Trasloca il cavallo, strade chiuse in centro a Treviso

Treviso. Oggi una gru porterà l’opera di Alfredo Nena da S.Caterina a via Commenda

Trasloca il cavallo, strade chiuse in centro a Treviso

TREVISO. Dieci anni dopo il suo arrivo “Libero” trasloca. La grande statua in ferro di Alfredo Nena che nel 2008 venne collocata all’interno del chiostro del museo di S.Caterina stamattina verrà sollevata da una gru e sorvolerà i tetti dei musei civici per trovare nuova collocazione. Dove? Il cavallo in ferro – 4 metri di altezza per tre e mezzo di larghezza e peso di vari quintali – verrà posizionato nei giardini di via Commenda, l’ala archivi e depositi dei musei civici.
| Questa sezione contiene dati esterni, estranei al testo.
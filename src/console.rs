use std::path::PathBuf;
use std::time::Duration;

use chrono::{Local, NaiveDate, NaiveDateTime};
use tokio::io::AsyncBufReadExt;
use uuid::Uuid;

use tracklist::app::App;
use tracklist::config::TrackConfig;
use tracklist::core::task::Priority;
use tracklist::notify::{Notification, NotificationSink};
use tracklist::storage::Storage;
use tracklist::store::TaskPatch;
use tracklist::view::{Filter, SortKey};

const OVERDUE_CHECK_INTERVAL: Duration = Duration::from_secs(5 * 60);

/// Prints notifications straight to the terminal. Auto-dismiss durations
/// mean nothing in scrollback, so they are dropped here.
struct ConsoleSink;

impl NotificationSink for ConsoleSink {
    fn push(&mut self, notification: Notification) {
        println!(
            "[{}] {}",
            notification.severity.as_keyword(),
            notification.message
        );
    }
}

/// The interactive loop: console input, the reminder timer and the periodic
/// overdue check multiplexed on one task.
pub async fn run(config: TrackConfig) -> std::io::Result<()> {
    let mut sink = ConsoleSink;
    let storage = Storage::new(config.tasks_path());
    let mut app = App::open(storage, &mut sink);
    app.check_overdue(&mut sink);

    let mut visible = render(&app);

    let mut lines = tokio::io::BufReader::new(tokio::io::stdin()).lines();
    let mut overdue_timer = tokio::time::interval(OVERDUE_CHECK_INTERVAL);
    overdue_timer.tick().await; // immediate first tick; startup already checked

    prompt()?;
    loop {
        tokio::select! {
            line = lines.next_line() => {
                let Some(line) = line? else { break };
                match Command::parse(&line) {
                    Ok(Some(command)) => {
                        if apply(command, &mut app, &mut sink, &mut visible) {
                            break;
                        }
                    }
                    Ok(None) => {}
                    Err(message) => println!("{message}"),
                }
                prompt()?;
            }
            _ = sleep_until_deadline(app.next_reminder_deadline()) => {
                app.fire_due_reminders(&mut sink);
            }
            _ = overdue_timer.tick() => {
                app.check_overdue(&mut sink);
            }
        }
    }
    Ok(())
}

/// Sleep until the next reminder deadline, or forever when none is pending.
async fn sleep_until_deadline(deadline: Option<NaiveDateTime>) {
    match deadline {
        Some(at) => {
            let now = Local::now().naive_local();
            let wait = (at - now).to_std().unwrap_or(Duration::ZERO);
            tokio::time::sleep(wait).await;
        }
        None => std::future::pending::<()>().await,
    }
}

fn prompt() -> std::io::Result<()> {
    use std::io::Write as _;
    let mut out = std::io::stdout();
    write!(out, "> ")?;
    out.flush()
}

/// Print the active projection and return the ids backing the displayed
/// numbers, which index commands refer to.
fn render(app: &App) -> Vec<Uuid> {
    let stats = app.stats();
    let tasks = app.visible_tasks();

    println!();
    println!(
        "Track-List — {} total, {} pending, {} completed  [filter: {}, sort: {}]",
        stats.total,
        stats.pending,
        stats.completed,
        app.filter().as_keyword(),
        app.sort().as_keyword()
    );

    if tasks.is_empty() {
        println!("  (no tasks to show)");
        return Vec::new();
    }

    let today = Local::now().date_naive();
    for (i, task) in tasks.iter().enumerate() {
        let check = if task.completed { "x" } else { " " };
        let mut line = format!(
            "{:>3}. [{}] ({}) {}",
            i + 1,
            check,
            task.priority.as_keyword(),
            task.text
        );
        if let Some(due) = task.due_date {
            line.push_str(&format!("  due {}", format_due(due, today)));
            if task.is_overdue(today) {
                line.push_str(" (overdue)");
            }
        }
        if let Some(reminder) = task.reminder {
            line.push_str(&format!("  remind {}", reminder.format("%Y-%m-%d %H:%M")));
        }
        println!("{line}");
    }

    tasks.iter().map(|t| t.id).collect()
}

fn format_due(due: NaiveDate, today: NaiveDate) -> String {
    if due == today {
        "Today".to_string()
    } else if Some(due) == today.succ_opt() {
        "Tomorrow".to_string()
    } else {
        due.format("%Y-%m-%d").to_string()
    }
}

/// Run one command against the app. Returns true when the loop should end.
fn apply(command: Command, app: &mut App, sink: &mut ConsoleSink, visible: &mut Vec<Uuid>) -> bool {
    match command {
        Command::Quit => return true,
        Command::Help => print_help(),
        Command::List => *visible = render(app),
        Command::Add {
            text,
            priority,
            due,
            reminder,
        } => {
            if app.add_task(&text, priority, due, reminder, sink).is_some() {
                *visible = render(app);
            }
        }
        Command::Edit { index, patch } => match task_at(visible, index) {
            Some(id) => {
                if app.edit_task(id, patch, sink) {
                    *visible = render(app);
                }
            }
            None => println!("No task numbered {index}."),
        },
        Command::Done { index } => match task_at(visible, index) {
            Some(id) => {
                if app.toggle_done(id, sink) {
                    *visible = render(app);
                }
            }
            None => println!("No task numbered {index}."),
        },
        Command::Remove { index } => match task_at(visible, index) {
            Some(id) => {
                if app.delete_task(id, sink) {
                    *visible = render(app);
                }
            }
            None => println!("No task numbered {index}."),
        },
        Command::SetFilter(filter) => {
            app.set_filter(filter);
            *visible = render(app);
        }
        Command::SetSort(sort) => {
            app.set_sort(sort);
            *visible = render(app);
        }
        Command::Clear => {
            app.clear_all(sink);
            *visible = render(app);
        }
        Command::Export { dir } => {
            let dir = dir.unwrap_or_else(|| PathBuf::from("."));
            if let Some(path) = app.export_tasks(&dir, sink) {
                println!("Wrote {}", path.display());
            }
        }
        Command::Import { path } => {
            if app.import_tasks(&path, sink) {
                *visible = render(app);
            }
        }
    }
    false
}

fn task_at(visible: &[Uuid], index: usize) -> Option<Uuid> {
    index.checked_sub(1).and_then(|i| visible.get(i)).copied()
}

fn print_help() {
    println!("Commands:");
    println!("  add <text> [--priority low|medium|high] [--due YYYY-MM-DD] [--remind YYYY-MM-DDTHH:MM]");
    println!("  edit <n> [--text <text>] [--priority <p>] [--due <date>|none] [--remind <when>|none]");
    println!("  done <n>           toggle completion");
    println!("  rm <n>             delete");
    println!("  list               redraw the list");
    println!("  filter all|pending|completed");
    println!("  sort created|priority|due|alpha");
    println!("  clear              delete all tasks");
    println!("  export [dir]       write a backup snapshot");
    println!("  import <file>      replace tasks from a snapshot");
    println!("  quit");
}

#[derive(Debug, PartialEq)]
enum Command {
    Add {
        text: String,
        priority: Priority,
        due: Option<NaiveDate>,
        reminder: Option<NaiveDateTime>,
    },
    List,
    Edit {
        index: usize,
        patch: TaskPatch,
    },
    Done {
        index: usize,
    },
    Remove {
        index: usize,
    },
    SetFilter(Filter),
    SetSort(SortKey),
    Clear,
    Export {
        dir: Option<PathBuf>,
    },
    Import {
        path: PathBuf,
    },
    Help,
    Quit,
}

impl Command {
    /// Parse one input line. `Ok(None)` for a blank line; `Err` carries the
    /// message to show the user.
    fn parse(line: &str) -> Result<Option<Self>, String> {
        let line = line.trim();
        if line.is_empty() {
            return Ok(None);
        }
        let (verb, rest) = line.split_once(char::is_whitespace).unwrap_or((line, ""));
        let rest = rest.trim();

        let command = match verb {
            "add" => parse_add(rest)?,
            "edit" => parse_edit(rest)?,
            "done" | "toggle" => Self::Done {
                index: parse_index(rest)?,
            },
            "rm" | "delete" => Self::Remove {
                index: parse_index(rest)?,
            },
            "list" | "ls" => Self::List,
            "filter" => Self::SetFilter(
                Filter::from_keyword(rest)
                    .ok_or_else(|| format!("Unknown filter: {rest} (all, pending, completed)"))?,
            ),
            "sort" => Self::SetSort(
                SortKey::from_keyword(rest)
                    .ok_or_else(|| format!("Unknown sort: {rest} (created, priority, due, alpha)"))?,
            ),
            "clear" => Self::Clear,
            "export" => Self::Export {
                dir: (!rest.is_empty()).then(|| PathBuf::from(rest)),
            },
            "import" => {
                if rest.is_empty() {
                    return Err("Usage: import <file>".to_string());
                }
                Self::Import {
                    path: PathBuf::from(rest),
                }
            }
            "help" => Self::Help,
            "quit" | "exit" | "q" => Self::Quit,
            other => return Err(format!("Unknown command: {other} (try `help`)")),
        };
        Ok(Some(command))
    }
}

fn parse_index(arg: &str) -> Result<usize, String> {
    arg.parse()
        .map_err(|_| format!("Expected a task number, got `{arg}`"))
}

fn parse_add(rest: &str) -> Result<Command, String> {
    let tokens: Vec<&str> = rest.split_whitespace().collect();
    let split = tokens
        .iter()
        .position(|t| t.starts_with("--"))
        .unwrap_or(tokens.len());
    let text = tokens[..split].join(" ");

    let mut priority = Priority::default();
    let mut due = None;
    let mut reminder = None;
    for (flag, values) in parse_flags(&tokens[split..])? {
        match flag {
            "--priority" => priority = parse_priority(&values)?,
            "--due" => due = Some(parse_date(&values)?),
            "--remind" => reminder = Some(parse_datetime(&values)?),
            other => return Err(format!("Unknown flag: {other}")),
        }
    }

    Ok(Command::Add {
        text,
        priority,
        due,
        reminder,
    })
}

fn parse_edit(rest: &str) -> Result<Command, String> {
    let tokens: Vec<&str> = rest.split_whitespace().collect();
    let Some((index_tok, flag_tokens)) = tokens.split_first() else {
        return Err("Usage: edit <n> [--text ...] [--priority ...] [--due ...] [--remind ...]"
            .to_string());
    };
    let index = parse_index(index_tok)?;

    let mut patch = TaskPatch::default();
    for (flag, values) in parse_flags(flag_tokens)? {
        match flag {
            "--text" => patch.text = Some(values.join(" ")),
            "--priority" => patch.priority = Some(parse_priority(&values)?),
            "--due" => {
                patch.due_date = Some(if values == ["none"] {
                    None
                } else {
                    Some(parse_date(&values)?)
                })
            }
            "--remind" => {
                patch.reminder = Some(if values == ["none"] {
                    None
                } else {
                    Some(parse_datetime(&values)?)
                })
            }
            other => return Err(format!("Unknown flag: {other}")),
        }
    }
    if patch.is_empty() {
        return Err("Nothing to change; pass at least one flag.".to_string());
    }

    Ok(Command::Edit { index, patch })
}

/// Split `--flag value value --flag2 ...` into (flag, values) pairs.
fn parse_flags<'a>(tokens: &[&'a str]) -> Result<Vec<(&'a str, Vec<&'a str>)>, String> {
    let mut flags = Vec::new();
    let mut i = 0;
    while i < tokens.len() {
        let flag = tokens[i];
        if !flag.starts_with("--") {
            return Err(format!("Unexpected argument: {flag}"));
        }
        i += 1;
        let mut values = Vec::new();
        while i < tokens.len() && !tokens[i].starts_with("--") {
            values.push(tokens[i]);
            i += 1;
        }
        flags.push((flag, values));
    }
    Ok(flags)
}

fn parse_priority(values: &[&str]) -> Result<Priority, String> {
    match values {
        [value] => Priority::from_keyword(value)
            .ok_or_else(|| format!("Unknown priority: {value} (low, medium, high)")),
        _ => Err("Expected one priority value".to_string()),
    }
}

fn parse_date(values: &[&str]) -> Result<NaiveDate, String> {
    match values {
        [value] => NaiveDate::parse_from_str(value, "%Y-%m-%d")
            .map_err(|_| format!("Expected a date like 2026-08-31, got `{value}`")),
        _ => Err("Expected one date value".to_string()),
    }
}

fn parse_datetime(values: &[&str]) -> Result<NaiveDateTime, String> {
    // Accept the single-token form and a date plus time pair.
    let joined = values.join("T");
    NaiveDateTime::parse_from_str(&joined, "%Y-%m-%dT%H:%M")
        .or_else(|_| NaiveDateTime::parse_from_str(&joined, "%Y-%m-%dT%H:%M:%S"))
        .map_err(|_| format!("Expected a time like 2026-08-31T09:00, got `{}`", values.join(" ")))
}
Non sarà un trasloco semplice, sia per le necessarie cure dovute all’opera arrivata in città nel 2008, sia per la necessità di districarsi tra strade, alberi, teti della città. La statua andrà infatti agganciata, portata all’estero del cortile, e da li riposta, sempre con una gru, nell’area verde di via Commenda.

Per questa ragione dall’alba di questa mattina su via Stangade e via Commenda scatteranno i divieti di sosta e di transito fino alle 11 circa, ora in cui l’operazione dovrebbe essere completata.
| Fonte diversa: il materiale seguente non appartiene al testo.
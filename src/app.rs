use std::path::{Path, PathBuf};
use std::time::Duration;

use chrono::{Local, NaiveDate, NaiveDateTime};
use uuid::Uuid;

use crate::core::task::{Priority, Task};
use crate::error::Error;
use crate::notify::{Notification, NotificationSink};
use crate::reminder::ReminderSchedule;
use crate::storage::Storage;
use crate::store::{TaskPatch, TaskStore};
use crate::view::{self, Filter, SortKey, TaskStats};

/// Reminders and overdue warnings linger longer than the default toast.
const REMINDER_DURATION: Duration = Duration::from_millis(8000);
const OVERDUE_DURATION: Duration = Duration::from_millis(6000);

/// Owns the task list state: store, storage slot, reminder schedule and the
/// active filter/sort. Every mutation runs the same sequence — store op,
/// persistence write, reminder resync — before anything re-renders.
///
/// The store never rolls back on a failed save; the in-memory state stays
/// authoritative and the failure is reported through the sink.
pub struct App {
    store: TaskStore,
    storage: Storage,
    schedule: ReminderSchedule,
    filter: Filter,
    sort: SortKey,
}

impl App {
    /// Load persisted tasks and arm reminders for them.
    pub fn open(storage: Storage, sink: &mut dyn NotificationSink) -> Self {
        let tasks = storage.load();
        log::info!("Loaded {} tasks from {}", tasks.len(), storage.path().display());

        let mut app = Self {
            store: TaskStore::new(tasks),
            storage,
            schedule: ReminderSchedule::new(),
            filter: Filter::default(),
            sort: SortKey::default(),
        };
        app.schedule.resync(app.store.tasks(), now());

        if app.store.is_empty() {
            sink.push(Notification::success(
                "Welcome to Track-List! Add your first task to get started.",
            ));
        }
        app
    }

    pub fn add_task(
        &mut self,
        text: &str,
        priority: Priority,
        due_date: Option<NaiveDate>,
        reminder: Option<NaiveDateTime>,
        sink: &mut dyn NotificationSink,
    ) -> Option<Uuid> {
        match self.store.add(text, priority, due_date, reminder) {
            Ok(id) => {
                self.commit(sink);
                sink.push(Notification::success("Task added successfully!"));
                Some(id)
            }
            Err(e) => {
                self.report(e, sink);
                None
            }
        }
    }

    pub fn edit_task(
        &mut self,
        id: Uuid,
        patch: TaskPatch,
        sink: &mut dyn NotificationSink,
    ) -> bool {
        match self.store.update(id, patch) {
            Ok(()) => {
                self.commit(sink);
                sink.push(Notification::success("Task updated successfully!"));
                true
            }
            Err(e) => {
                self.report(e, sink);
                false
            }
        }
    }

    pub fn toggle_done(&mut self, id: Uuid, sink: &mut dyn NotificationSink) -> bool {
        match self.store.toggle_complete(id) {
            Ok(completed) => {
                self.commit(sink);
                let status = if completed { "completed" } else { "reopened" };
                sink.push(Notification::success(format!("Task {status}!")));
                true
            }
            Err(e) => {
                self.report(e, sink);
                false
            }
        }
    }

    pub fn delete_task(&mut self, id: Uuid, sink: &mut dyn NotificationSink) -> bool {
        match self.store.remove(id) {
            Ok(task) => {
                self.commit(sink);
                sink.push(Notification::success(format!("Task \"{}\" deleted.", task.text)));
                true
            }
            Err(e) => {
                self.report(e, sink);
                false
            }
        }
    }

    pub fn clear_all(&mut self, sink: &mut dyn NotificationSink) {
        if self.store.is_empty() {
            sink.push(Notification::warning("No tasks to clear."));
            return;
        }
        self.store.clear();
        self.commit(sink);
        sink.push(Notification::success("All tasks cleared."));
    }

    pub fn export_tasks(&self, dir: &Path, sink: &mut dyn NotificationSink) -> Option<PathBuf> {
        match self
            .storage
            .export(self.store.tasks(), dir, Local::now().date_naive())
        {
            Ok(path) => {
                sink.push(Notification::success("Tasks exported successfully!"));
                Some(path)
            }
            Err(e) => {
                log::error!("Export failed: {}", e);
                sink.push(Notification::error(format!("Export failed: {e}")));
                None
            }
        }
    }

    pub fn import_tasks(&mut self, path: &Path, sink: &mut dyn NotificationSink) -> bool {
        let records = match Storage::import(path) {
            Ok(records) => records,
            Err(e) => {
                log::warn!("Import from {} failed: {}", path.display(), e);
                sink.push(Notification::error(
                    "Error importing tasks. Please check the file format.",
                ));
                return false;
            }
        };
        match self.store.replace_all(records) {
            Ok(()) => {
                self.commit(sink);
                sink.push(Notification::success("Tasks imported successfully!"));
                true
            }
            Err(e) => {
                self.report(e, sink);
                false
            }
        }
    }

    pub fn set_filter(&mut self, filter: Filter) {
        self.filter = filter;
    }

    pub fn set_sort(&mut self, sort: SortKey) {
        self.sort = sort;
    }

    pub fn filter(&self) -> Filter {
        self.filter
    }

    pub fn sort(&self) -> SortKey {
        self.sort
    }

    pub fn find(&self, id: Uuid) -> Option<&Task> {
        self.store.get(id)
    }

    /// The active projection: filtered and sorted for display.
    pub fn visible_tasks(&self) -> Vec<Task> {
        view::project(self.store.tasks(), self.filter, self.sort)
    }

    pub fn stats(&self) -> TaskStats {
        view::stats(self.store.tasks())
    }

    /// Soonest pending reminder; the frontend timer sleeps until it.
    pub fn next_reminder_deadline(&self) -> Option<NaiveDateTime> {
        self.schedule.next_deadline()
    }

    /// Forward every reminder that has come due to the sink. Returns how
    /// many fired.
    pub fn fire_due_reminders(&mut self, sink: &mut dyn NotificationSink) -> usize {
        let due = self.schedule.pop_due(now());
        for reminder in &due {
            log::info!("Reminder fired for task {}", reminder.task_id);
            sink.push(
                Notification::warning(format!("Reminder: {}", reminder.text))
                    .with_duration(REMINDER_DURATION),
            );
        }
        due.len()
    }

    /// Warn once about incomplete tasks whose due date has passed.
    pub fn check_overdue(&self, sink: &mut dyn NotificationSink) {
        let today = Local::now().date_naive();
        let overdue = self
            .store
            .tasks()
            .iter()
            .filter(|t| t.is_overdue(today))
            .count();
        if overdue > 0 {
            let plural = if overdue > 1 { "s" } else { "" };
            sink.push(
                Notification::warning(format!("You have {overdue} overdue task{plural}!"))
                    .with_duration(OVERDUE_DURATION),
            );
        }
    }

    /// Persist and resync after a successful store mutation. A save failure
    /// is reported and swallowed; the reminder schedule is rebuilt either
    /// way so it always reflects the store.
    fn commit(&mut self, sink: &mut dyn NotificationSink) {
        if let Err(e) = self.storage.save(self.store.tasks()) {
            log::error!("Failed to save tasks: {}", e);
            sink.push(Notification::error("Error saving tasks to local storage."));
        }
        self.schedule.resync(self.store.tasks(), now());
    }

    fn report(&self, err: Error, sink: &mut dyn NotificationSink) {
        if let Error::NotFound(id) = err {
            // Stale id from a previous render; nothing to corrupt, nothing to do.
            log::warn!("Ignoring operation on missing task {}", id);
            return;
        }
        sink.push(Notification::warning(err.to_string()));
    }
}

fn now() -> NaiveDateTime {
    Local::now().naive_local()
}

#[cfg(test)]
mod tests {
    use super::*;
    use crate::notify::Severity;
    use std::fs;

    /// Sink that remembers everything it was shown.
    #[derive(Default)]
    struct RecordingSink {
        notifications: Vec<Notification>,
    }

    impl NotificationSink for RecordingSink {
        fn push(&mut self, notification: Notification) {
            self.notifications.push(notification);
        }
    }

    impl RecordingSink {
        fn messages(&self) -> Vec<&str> {
            self.notifications
                .iter()
                .map(|n| n.message.as_str())
                .collect()
        }
    }

    fn open_in(dir: &Path) -> (App, RecordingSink) {
        let mut sink = RecordingSink::default();
        let app = App::open(Storage::new(dir.join("tasks.json")), &mut sink);
        (app, sink)
    }

    #[test]
    fn empty_start_greets() {
        let dir = tempfile::tempdir().unwrap();
        let (_, sink) = open_in(dir.path());
        assert_eq!(sink.notifications.len(), 1);
        assert!(sink.notifications[0].message.starts_with("Welcome"));
    }

    #[test]
    fn add_persists_before_returning() {
        let dir = tempfile::tempdir().unwrap();
        let (mut app, mut sink) = open_in(dir.path());

        app.add_task("buy milk", Priority::High, None, None, &mut sink);

        // The slot was written as part of the mutation, not lazily.
        let (reopened, _) = open_in(dir.path());
        let tasks = reopened.visible_tasks();
        assert_eq!(tasks.len(), 1);
        assert_eq!(tasks[0].text, "buy milk");
        assert_eq!(tasks[0].priority, Priority::High);
    }

    #[test]
    fn add_empty_text_warns_and_stores_nothing() {
        let dir = tempfile::tempdir().unwrap();
        let (mut app, mut sink) = open_in(dir.path());
        sink.notifications.clear();

        assert!(app.add_task("   ", Priority::Medium, None, None, &mut sink).is_none());
        assert_eq!(app.stats().total, 0);
        assert_eq!(sink.notifications.len(), 1);
        assert_eq!(sink.notifications[0].severity, Severity::Warning);
    }

    #[test]
    fn toggle_wording_matches_direction() {
        let dir = tempfile::tempdir().unwrap();
        let (mut app, mut sink) = open_in(dir.path());
        let id = app
            .add_task("task", Priority::Medium, None, None, &mut sink)
            .unwrap();
        sink.notifications.clear();

        app.toggle_done(id, &mut sink);
        app.toggle_done(id, &mut sink);
        assert_eq!(sink.messages(), ["Task completed!", "Task reopened!"]);
        assert!(!app.find(id).unwrap().completed);
    }

    #[test]
    fn delete_quotes_the_task_text() {
        let dir = tempfile::tempdir().unwrap();
        let (mut app, mut sink) = open_in(dir.path());
        let id = app
            .add_task("feed the cat", Priority::Medium, None, None, &mut sink)
            .unwrap();
        sink.notifications.clear();

        assert!(app.delete_task(id, &mut sink));
        assert_eq!(sink.messages(), ["Task \"feed the cat\" deleted."]);
        assert_eq!(app.stats().total, 0);
    }

    #[test]
    fn stale_id_is_a_silent_no_op() {
        let dir = tempfile::tempdir().unwrap();
        let (mut app, mut sink) = open_in(dir.path());
        app.add_task("task", Priority::Medium, None, None, &mut sink);
        sink.notifications.clear();

        assert!(!app.toggle_done(Uuid::new_v4(), &mut sink));
        assert!(!app.delete_task(Uuid::new_v4(), &mut sink));
        assert!(sink.notifications.is_empty());
        assert_eq!(app.stats().total, 1);
    }

    #[test]
    fn clear_on_empty_store_only_warns() {
        let dir = tempfile::tempdir().unwrap();
        let (mut app, mut sink) = open_in(dir.path());
        sink.notifications.clear();

        app.clear_all(&mut sink);
        assert_eq!(sink.messages(), ["No tasks to clear."]);
    }

    #[test]
    fn mutation_arms_and_disarms_reminders() {
        let dir = tempfile::tempdir().unwrap();
        let (mut app, mut sink) = open_in(dir.path());

        let soon = now() + chrono::Duration::minutes(5);
        let id = app
            .add_task("call mom", Priority::Medium, None, Some(soon), &mut sink)
            .unwrap();
        assert_eq!(app.next_reminder_deadline(), Some(soon));

        // Completing the task cancels its reminder via the resync.
        app.toggle_done(id, &mut sink);
        assert_eq!(app.next_reminder_deadline(), None);

        app.toggle_done(id, &mut sink);
        assert_eq!(app.next_reminder_deadline(), Some(soon));

        app.delete_task(id, &mut sink);
        assert_eq!(app.next_reminder_deadline(), None);
    }

    #[test]
    fn import_bad_payload_leaves_store_alone() {
        let dir = tempfile::tempdir().unwrap();
        let (mut app, mut sink) = open_in(dir.path());
        app.add_task("survivor", Priority::Medium, None, None, &mut sink);
        sink.notifications.clear();

        let bad = dir.path().join("bad.json");
        fs::write(&bad, r#"{"not":"an array"}"#).unwrap();

        assert!(!app.import_tasks(&bad, &mut sink));
        assert_eq!(app.stats().total, 1);
        assert_eq!(sink.notifications.len(), 1);
        assert_eq!(sink.notifications[0].severity, Severity::Error);
    }

    #[test]
    fn export_then_import_round_trips() {
        let dir = tempfile::tempdir().unwrap();
        let (mut app, mut sink) = open_in(dir.path());
        app.add_task("keep me", Priority::Low, None, None, &mut sink);

        let snapshot = app.export_tasks(dir.path(), &mut sink).unwrap();

        app.clear_all(&mut sink);
        assert_eq!(app.stats().total, 0);

        assert!(app.import_tasks(&snapshot, &mut sink));
        let tasks = app.visible_tasks();
        assert_eq!(tasks.len(), 1);
        assert_eq!(tasks[0].text, "keep me");
    }

    #[test]
    fn filter_and_sort_drive_the_projection() {
        let dir = tempfile::tempdir().unwrap();
        let (mut app, mut sink) = open_in(dir.path());
        let a = app
            .add_task("alpha", Priority::Low, None, None, &mut sink)
            .unwrap();
        app.add_task("beta", Priority::High, None, None, &mut sink);
        app.toggle_done(a, &mut sink);

        app.set_filter(Filter::Pending);
        let visible = app.visible_tasks();
        assert_eq!(visible.len(), 1);
        assert_eq!(visible[0].text, "beta");

        app.set_filter(Filter::All);
        app.set_sort(SortKey::Alphabetical);
        let visible = app.visible_tasks();
        assert_eq!(visible[0].text, "alpha");
        assert_eq!(visible[1].text, "beta");
    }
}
La ragione dello spostamento? «Una riorganizzazione e valorizzazione degli spazi» si limitano a dire da Ca’ Sugana che ha affidato l’incarico ai lavori pubblici. Ma c’è chi sussurra che il trasloco sia stato voluto anche in vista del prossimo arrivo della mostra sullo scultore Rodin, organizzata da Goldin proprio a Santa Caterina dalla fine di febbraio. Che non si volesse creare confusione?
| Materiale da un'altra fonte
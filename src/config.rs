use once_cell::sync::Lazy;
use serde::{Deserialize, Serialize};
use std::path::PathBuf;

static DEFAULT_DATA_DIR: Lazy<PathBuf> = Lazy::new(|| {
    dirs::data_local_dir()
        .unwrap_or_else(|| PathBuf::from("~/.local/share"))
        .join("tracklist")
});

fn default_data_dir() -> PathBuf {
    DEFAULT_DATA_DIR.clone()
}

#[derive(Clone, Debug, Deserialize, Eq, PartialEq, Serialize)]
#[serde(default)]
pub struct TrackConfig {
    pub data_directory: PathBuf,
    pub debug_logging: bool,
}

impl Default for TrackConfig {
    fn default() -> Self {
        Self {
            data_directory: default_data_dir(),
            debug_logging: false,
        }
    }
}

impl TrackConfig {
    /// Read the config file, falling back to defaults when it is absent or
    /// unreadable.
    pub fn load() -> Self {
        let Some(path) = config_path() else {
            return Self::default();
        };
        let Ok(raw) = std::fs::read_to_string(&path) else {
            return Self::default();
        };
        serde_json::from_str(&raw).unwrap_or_else(|e| {
            log::warn!("Ignoring malformed config {}: {}", path.display(), e);
            Self::default()
        })
    }

    /// The durable slot holding the task list.
    pub fn tasks_path(&self) -> PathBuf {
        self.data_directory.join("tasks.json")
    }

    /// Ensure the data directory exists.
    pub fn ensure_dirs(&self) -> std::io::Result<()> {
        std::fs::create_dir_all(&self.data_directory)
    }
}

fn config_path() -> Option<PathBuf> {
    dirs::config_dir().map(|dir| dir.join("tracklist").join("config.json"))
}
Di certo “Libero” con Treviso ha un rapporto civico che rodin non ha. Donato alla città dal suo creatore, Libero è di fatto figlio di un artista che è nato ed è vissuto in città fino agli anni Sessanta, quando poidecise di trasferirsi a Roma dove ha poi trovato fortuna. Lo ricorda la targa collocata per l’occasione vicino al cavallo, un’opera «titanica in ferro di difficilissima esecuzione» è stata definita dai critici, «perché non prevede una fusione ma la giustapposizione di ferri trattati, forgiati, battuti, saldati». «Nena, unico artista al mondo, ha saputo elevare la materia ferrosa a rango di materiale nobile per l’arte» disse , la Professoressa Luigina Bortolatto, critico e storico dell’arte quando il cavallo entro a Santa Caterina.